Not sure, but read this:

http://bimmer.roadfly.org/bmw/forums/e39/archives/forum.php?postid=118106&page=7


----------



## possessed007 (May 26, 2003)

mtmnet said:


> *Not sure, but read this:
> 
> http://bimmer.roadfly.org/bmw/forums/e39/archives/forum.php?postid=118106&page=7 *


hmmm very interesting? but did you see this I have emailed the guy to tell me what they changed exactly.
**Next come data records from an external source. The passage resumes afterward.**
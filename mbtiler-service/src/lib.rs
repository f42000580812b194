//
// Copyright (c) Pirmin Kalberer. All rights reserved.
// Licensed under the MIT License. See LICENSE file in the project root for full license information.
//

#[macro_use]
extern crate log;

#[cfg(feature = "with-gdal")]
extern crate mbtiler_gdal;

pub mod datasources;
pub mod runtime_config;
#[cfg(test)]
mod runtime_config_test;
pub mod tiler;
#[cfg(test)]
mod tiler_test;

pub use crate::datasources::{open_raster, Rastersource};
pub use crate::runtime_config::{config_from_args, gen_config, tiler_from_args};
pub use crate::tiler::{GenerationState, GenerationSummary, Tiler};
//
// Copyright (c) Pirmin Kalberer. All rights reserved.
// Licensed under the MIT License. See LICENSE file in the project root for full license information.
//

use regex::Regex;
use serde::Deserialize;
use std;
use std::collections::HashMap;
use std::env;
use std::error::Error;
use std::fs::File;
use std::io::prelude::*;
use tera::{Context, Tera};
use toml::Value;

pub trait Config<'a, C: Deserialize<'a>>
where
    Self: std::marker::Sized,
{
    /// Read configuration
    fn from_config(config: &C) -> Result<Self, String>;
    /// Generate configuration template
    fn gen_config() -> String;
    /// Generate configuration template with runtime information
    fn gen_runtime_config(&self) -> String {
        Self::gen_config()
    }
}

#[derive(Deserialize, Clone, Debug, Default)]
pub struct ApplicationCfg {
    #[serde(default)]
    pub tiling: TilingCfg,
    #[serde(default)]
    pub metadata: MetadataCfg,
}

#[derive(Deserialize, Clone, Debug)]
pub struct TilingCfg {
    /// The width and height of an individual tile, in pixels.
    #[serde(default = "default_tile_size")]
    pub tile_size: u32,
    /// Tile image format (png, jpg)
    #[serde(default = "default_format")]
    pub format: String,
    /// Value of canvas pixels not covered by raster data
    #[serde(default)]
    pub fill: u8,
    /// Number of tiles written per store transaction
    #[serde(default = "default_commit_batch")]
    pub commit_batch: u64,
    #[serde(default = "default_jpeg_quality")]
    pub jpeg_quality: u8,
}

impl Default for TilingCfg {
    fn default() -> TilingCfg {
        TilingCfg {
            tile_size: default_tile_size(),
            format: default_format(),
            fill: 0,
            commit_batch: default_commit_batch(),
            jpeg_quality: default_jpeg_quality(),
        }
    }
}

#[derive(Deserialize, Clone, Debug, Default)]
pub struct MetadataCfg {
    /// Tileset name (Default: input file name)
    pub name: Option<String>,
    pub description: Option<String>,
    pub version: Option<String>,
    /// Publish as overlay instead of baselayer
    #[serde(default)]
    pub overlay: bool,
}

pub fn default_tile_size() -> u32 {
    256
}

pub fn default_format() -> String {
    "png".to_string()
}

pub fn default_commit_batch() -> u64 {
    1000
}

pub fn default_jpeg_quality() -> u8 {
    85
}

pub const DEFAULT_CONFIG: &'static str = r#"
[tiling]
tile_size = 256
format = "png"

[metadata]
version = "1.0"
overlay = false
"#;

/// Load and parse the config file into an config struct.
pub fn read_config<'a, T: Deserialize<'a>>(path: &str) -> Result<T, String> {
    let mut file = match File::open(path) {
        Ok(file) => file,
        Err(_) => {
            return Err("Could not find config file!".to_string());
        }
    };
    let mut config_toml = String::new();
    if let Err(err) = file.read_to_string(&mut config_toml) {
        return Err(format!("Error while reading config: [{}]", err));
    };

    parse_config(config_toml, path)
}

/// Parse the configuration into an config struct.
pub fn parse_config<'a, T: Deserialize<'a>>(config_toml: String, path: &str) -> Result<T, String> {
    // Check for old ${var} expressions
    let re = Regex::new(r"\$\{([[:alnum:]]+)\}").map_err(|e| e.to_string())?;
    if re.is_match(&config_toml) {
        return Err(
            "Replace old environment variable syntax ${VARNAME} with `{{env.VARNAME}}`".to_string(),
        );
    }

    // Parse template
    let mut tera = Tera::default();
    tera.add_raw_template(path, &config_toml)
        .map_err(|e| format!("Template error: {}", e))?;
    let mut context = Context::new();
    let mut env = HashMap::new();
    for (key, value) in env::vars() {
        env.insert(key, value);
    }
    context.insert("env", &env);
    let toml = tera.render(path, &context).map_err(|e| {
        let reason = e.source().map(|s| s.to_string()).unwrap_or(e.to_string());
        format!("Template error: {}", reason)
    })?;

    toml.parse::<Value>()
        .and_then(|cfg| cfg.try_into::<T>())
        .map_err(|err| format!("{} - {}", path, err))
}
//
// Copyright (c) Pirmin Kalberer. All rights reserved.
// Licensed under the MIT License. See LICENSE file in the project root for full license information.
//

use crate::tiler::Tiler;
use clap::ArgMatches;
use mbtiler_core::core::config::{ApplicationCfg, DEFAULT_CONFIG};
use mbtiler_core::core::{parse_config, read_config, Config};
use std::str::FromStr;

/// Arguments overriding configuration values
const CONFIG_ARGS: [&str; 6] = [
    "tilesize",
    "format",
    "name",
    "description",
    "version",
    "overlay",
];

/// Configuration from config file or defaults, overridden by command line arguments
pub fn config_from_args(args: &ArgMatches) -> Result<ApplicationCfg, String> {
    let mut config: ApplicationCfg = if let Some(cfgpath) = args.value_of("config") {
        info!("Reading configuration from '{}'", cfgpath);
        read_config(cfgpath).map_err(|err| format!("Error reading configuration - {}", err))?
    } else {
        parse_config(DEFAULT_CONFIG.to_string(), "")?
    };
    if let Some(tilesize) = args.value_of("tilesize") {
        config.tiling.tile_size = u32::from_str(tilesize)
            .map_err(|_| "Error parsing 'tilesize' as integer value".to_string())?;
    }
    if let Some(format) = args.value_of("format") {
        config.tiling.format = format.to_string();
    }
    if let Some(name) = args.value_of("name") {
        config.metadata.name = Some(name.to_string());
    }
    if let Some(description) = args.value_of("description") {
        config.metadata.description = Some(description.to_string());
    }
    if let Some(version) = args.value_of("version") {
        config.metadata.version = Some(version.to_string());
    }
    if args.is_present("overlay") {
        config.metadata.overlay = true;
    }
    Ok(config)
}

pub fn tiler_from_args(config: &ApplicationCfg, args: &ArgMatches) -> Result<Tiler, String> {
    let mut tiler = Tiler::from_config(config)?;
    tiler.progress = match args.value_of("progress") {
        Some(progress) => bool::from_str(progress)
            .map_err(|_| "Error parsing 'progress' as boolean value".to_string())?,
        None => true,
    };
    Ok(tiler)
}

/// Configuration template, including values from arguments if given
pub fn gen_config(args: &ArgMatches) -> Result<String, String> {
    let runtime = args.value_of("config").is_some()
        || CONFIG_ARGS.iter().any(|arg| args.is_present(arg));
    if runtime {
        let config = config_from_args(args)?;
        let tiler = Tiler::from_config(&config)?;
        Ok(tiler.gen_runtime_config())
    } else {
        Ok(Tiler::gen_config())
    }
}
//
// Copyright (c) Pirmin Kalberer. All rights reserved.
// Licensed under the MIT License. See LICENSE file in the project root for full license information.
//

use crate::error::{Error, Result};
use crate::store::store::TileStore;
use std::collections::BTreeMap;
use tile_pyramid::TileAddress;

/// In-memory tile store
#[derive(Default, Debug)]
pub struct Memstore {
    pub tiles: BTreeMap<TileAddress, Vec<u8>>,
    /// Number of commits
    pub commits: u64,
    /// Tiles written since the last commit
    pub pending: u64,
}

impl Memstore {
    pub fn new() -> Memstore {
        Memstore::default()
    }
    pub fn tile(&self, address: &TileAddress) -> Option<&Vec<u8>> {
        self.tiles.get(address)
    }
    pub fn tile_count(&self) -> usize {
        self.tiles.len()
    }
}

impl TileStore for Memstore {
    fn info(&self) -> String {
        "In-memory tile store".to_string()
    }
    fn write_tile(&mut self, address: &TileAddress, data: &[u8]) -> Result<()> {
        if self.tiles.contains_key(address) {
            return Err(Error::DuplicateTile(*address));
        }
        self.tiles.insert(*address, data.to_vec());
        self.pending += 1;
        Ok(())
    }
    fn commit(&mut self) -> Result<()> {
        self.commits += 1;
        self.pending = 0;
        Ok(())
    }
}
//
// Copyright (c) Pirmin Kalberer. All rights reserved.
// Licensed under the MIT License. See LICENSE file in the project root for full license information.
//

pub mod mbtiles;
pub mod memstore;
pub mod metadata;
pub mod store;


pub use self::mbtiles::{MbtilesStore, OutputClaim};
pub use self::memstore::Memstore;
pub use self::metadata::{LayerType, PyramidMetadata};
pub use self::store::TileStore;
//
// Copyright (c) Pirmin Kalberer. All rights reserved.
// Licensed under the MIT License. See LICENSE file in the project root for full license information.
//

#[macro_use]
extern crate log;

mod gdal_ds;

pub use crate::gdal_ds::GdalRaster;

/// GDAL release number, e.g. 3040100 for 3.4.1
pub fn gdal_version() -> i32 {
    gdal::version::version_info("VERSION_NUM")
        .parse::<i32>()
        .unwrap_or(0)
}
//
// Copyright (c) Pirmin Kalberer. All rights reserved.
// Licensed under the MIT License. See LICENSE file in the project root for full license information.
//

#[macro_use]
extern crate log;
#[macro_use]
extern crate serde_derive;

pub mod core;
pub mod datasource;
pub mod error;
pub mod store;
pub mod tile;

pub use crate::error::{Error, Result};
"When this noise appeared on my '99 540, it was (by the 2nd dealer) diagnosed as a VANOS controller on one side of the engine. After being fixed the noise never reappeared. "


----------



## AK (Jan 19, 2002)

my '99 540 makes this noise also. it doesn't sound like a bottom end problem but more like valve tapping noise. i've owned the car for >40K miles (bought it with 19K) and it's always made the noise. It doesn't bother me any more. if it ain't broke, don't fix it, IMHO.


----------



## possessed007 (May 26, 2003)

UPDATE UPDATE!!!!!!!!!!!!!!


I did my oil change this week and put PENZOIL with PENZANNE SYNTHETIC 5W50 and guess what the ticking has went away. I was told to use this oil from the distrubitor of Dinan for Canada "Engineered Automotive" Billy Smilovsky since he uses it in his 540 and guess what the noise is gone.


----------



## mtmnet (Apr 30, 2003)

possessed007 said:


> *UPDATE UPDATE!!!!!!!!!!!!!!
> 
> I did my oil change this week and put PENZOIL with PENZANNE SYNTHETIC 5W50 and guess what the ticking has went away. I was told to use this oil from the distrubitor of Dinan for Canada "Engineered Automotive" Billy Smilovsky since he uses it in his 540 and guess what the noise is gone. *


Wow! I will have to try it on my next oil change.
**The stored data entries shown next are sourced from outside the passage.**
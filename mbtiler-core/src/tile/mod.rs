//
// Copyright (c) Pirmin Kalberer. All rights reserved.
// Licensed under the MIT License. See LICENSE file in the project root for full license information.
//

pub mod compositor;
pub mod encoder;


pub use self::compositor::{TileBuffer, TileCompositor};
pub use self::encoder::{ImageTileEncoder, TileEncoder, TileFormat};
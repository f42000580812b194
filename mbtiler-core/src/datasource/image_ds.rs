//
// Copyright (c) Pirmin Kalberer. All rights reserved.
// Licensed under the MIT License. See LICENSE file in the project root for full license information.
//

use crate::datasource::raster::{resample_nearest, PixelBuffer, RasterExtent, RasterSource};
use crate::datasource::worldfile::read_world_file;
use crate::error::{Error, Result};
use image::DynamicImage;
use std::path::Path;
use tile_pyramid::ReadWindow;

/// Geotransform assumed for rasters without georeference
pub const DEFAULT_GEO_TRANSFORM: [f64; 6] = [0.0, 1.0, 0.0, 0.0, 0.0, 1.0];

/// Image file (PNG, JPEG, TIFF, ...) held in memory, georeferenced by a
/// world file.
pub struct ImageRaster {
    pub path: String,
    extent: RasterExtent,
    /// Band sequential pixels of the whole raster
    planes: Vec<u8>,
}

impl ImageRaster {
    pub fn open(path: &str) -> Result<ImageRaster> {
        let img = image::open(path)
            .map_err(|e| Error::Source(format!("Couldn't open '{}': {}", path, e)))?;
        let geo_transform = match read_world_file(Path::new(path))? {
            Some(gt) => gt,
            None => {
                warn!("No world file found for '{}', using pixel coordinates", path);
                DEFAULT_GEO_TRANSFORM
            }
        };
        let (width, height, bands, interleaved) = decode_8bit(&img);
        let extent = RasterExtent {
            width,
            height,
            bands,
            geo_transform,
        };
        let planes = deinterleave(&interleaved, bands);
        let mut raster = ImageRaster::from_planes(extent, planes)?;
        raster.path = path.to_string();
        Ok(raster)
    }
    /// Raster from band sequential pixel data
    pub fn from_planes(extent: RasterExtent, planes: Vec<u8>) -> Result<ImageRaster> {
        let expected = extent.width as usize * extent.height as usize * extent.bands as usize;
        if planes.len() != expected {
            return Err(Error::Source(format!(
                "Expected {} bytes of pixel data, got {}",
                expected,
                planes.len()
            )));
        }
        Ok(ImageRaster {
            path: "<memory>".to_string(),
            extent,
            planes,
        })
    }
    fn plane(&self, band: u8) -> &[u8] {
        let len = self.extent.width as usize * self.extent.height as usize;
        let start = band as usize * len;
        &self.planes[start..start + len]
    }
}

/// Pixel interleaved 8 bit data of all image channels
fn decode_8bit(img: &DynamicImage) -> (u32, u32, u8, Vec<u8>) {
    match img.color().channel_count() {
        1 => {
            let buf = img.to_luma8();
            (buf.width(), buf.height(), 1, buf.into_raw())
        }
        2 => {
            let buf = img.to_luma_alpha8();
            (buf.width(), buf.height(), 2, buf.into_raw())
        }
        3 => {
            let buf = img.to_rgb8();
            (buf.width(), buf.height(), 3, buf.into_raw())
        }
        _ => {
            let buf = img.to_rgba8();
            (buf.width(), buf.height(), 4, buf.into_raw())
        }
    }
}

/// Split pixel interleaved data into band planes
fn deinterleave(data: &[u8], bands: u8) -> Vec<u8> {
    let bands = bands as usize;
    let len = data.len() / bands;
    let mut planes = vec![0; data.len()];
    for (i, pixel) in data.chunks_exact(bands).enumerate() {
        for (b, value) in pixel.iter().enumerate() {
            planes[b * len + i] = *value;
        }
    }
    planes
}

impl RasterSource for ImageRaster {
    fn info(&self) -> String {
        format!(
            "Image raster {} ({}x{}x{})",
            self.path, self.extent.width, self.extent.height, self.extent.bands
        )
    }
    fn extent(&self) -> &RasterExtent {
        &self.extent
    }
    fn read_window(
        &self,
        window: &ReadWindow,
        size: (u32, u32),
        bands: u8,
    ) -> Result<PixelBuffer> {
        if window.x as u64 + window.width as u64 > self.extent.width as u64
            || window.y as u64 + window.height as u64 > self.extent.height as u64
        {
            return Err(Error::Source(format!(
                "Read window {:?} outside of raster {}x{}",
                window, self.extent.width, self.extent.height
            )));
        }
        if bands > self.extent.bands {
            return Err(Error::Source(format!(
                "Requested {} bands from raster with {} bands",
                bands, self.extent.bands
            )));
        }
        let mut buffer = PixelBuffer::new(size.0, size.1, bands);
        for band in 0..bands {
            resample_nearest(
                self.plane(band),
                self.extent.width,
                window,
                size,
                buffer.band_mut(band),
            );
        }
        Ok(buffer)
    }
}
Did the ticking happen only after the car was warmed up? Normally I only hear it at idle when engine is warm.

What do you think it is about the Pennzoil that fixed the noise? Did you use 5w50 weight in the past?

Mike


----------



## possessed007 (May 26, 2003)

mtmnet said:


> *Wow! I will have to try it on my next oil change.
> 
> Did the ticking happen only after the car was warmed up? Normally I only hear it at idle.
> 
> ...


I was doing my oil change at the dealer and I think they recommend 5W30 but 5W50 is a bit thicker which probably works better in that engine. Yes the ticking was louder during idle now I hear nothing.


----------



## crete (May 16, 2003)

possessed007 said:


> *UPDATE UPDATE!!!!!!!!!!!!!!
> 
> I did my oil change this week and put PENZOIL with PENZANNE SYNTHETIC 5W50 and guess what the ticking has went away. I was told to use this oil from the distrubitor of Dinan for Canada "Engineered Automotive" Billy Smilovsky since he uses it in his 540 and guess what the noise is gone. *


Using the 5w50 instead of the recommended 5w30 eliminates the noise.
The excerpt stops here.